Storage is not the solution. In 2008, the world ran out of storage for all the data that’s being collected. Already we have to ask ourselves: How much of the data needs to be stored? And we have to hope that we’re making the right determinations.

Worldwide, industry’s needs have dictated our capacity for data storage. But industry only keeps data as long as it’s legally necessary. If there’s no longer a reason to keep it, it’s gone. Research doesn’t have these kinds of deadlines.

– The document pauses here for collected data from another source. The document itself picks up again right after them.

//! # Postgres
//!
//! PostgreSQL persistence for the availability engine: connection pool,
//! embedded migrations and the `Store` implementation.

/// Connection pool and migrations
pub mod database;

/// sqlx-backed store
mod pg_store;
pub use pg_store::*;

Standardization is an important part of this. Right now, only in certain disciplines is data gathered and metadata attached in a standardized way. With astronomy, a field in which researchers from many locations may use the same large instruments, there’s more standardization. But in chemistry, a field where people work in individual labs, there are far fewer standards. In five years, IDIES hopes to create standards across astronomy, biology, and Earth sciences. This will be critical to the future of multidisciplinary research.

What surprises me more than anything is the lack of urgency around this issue. Hopkins is putting an infrastructure in place that we hope others can copy and is defining a new role for libraries in data management.

(Note: Johns Hopkins is currently one of two organizations with a pending award through the National Science Foundation’s DataNet program for $20 million over five years.)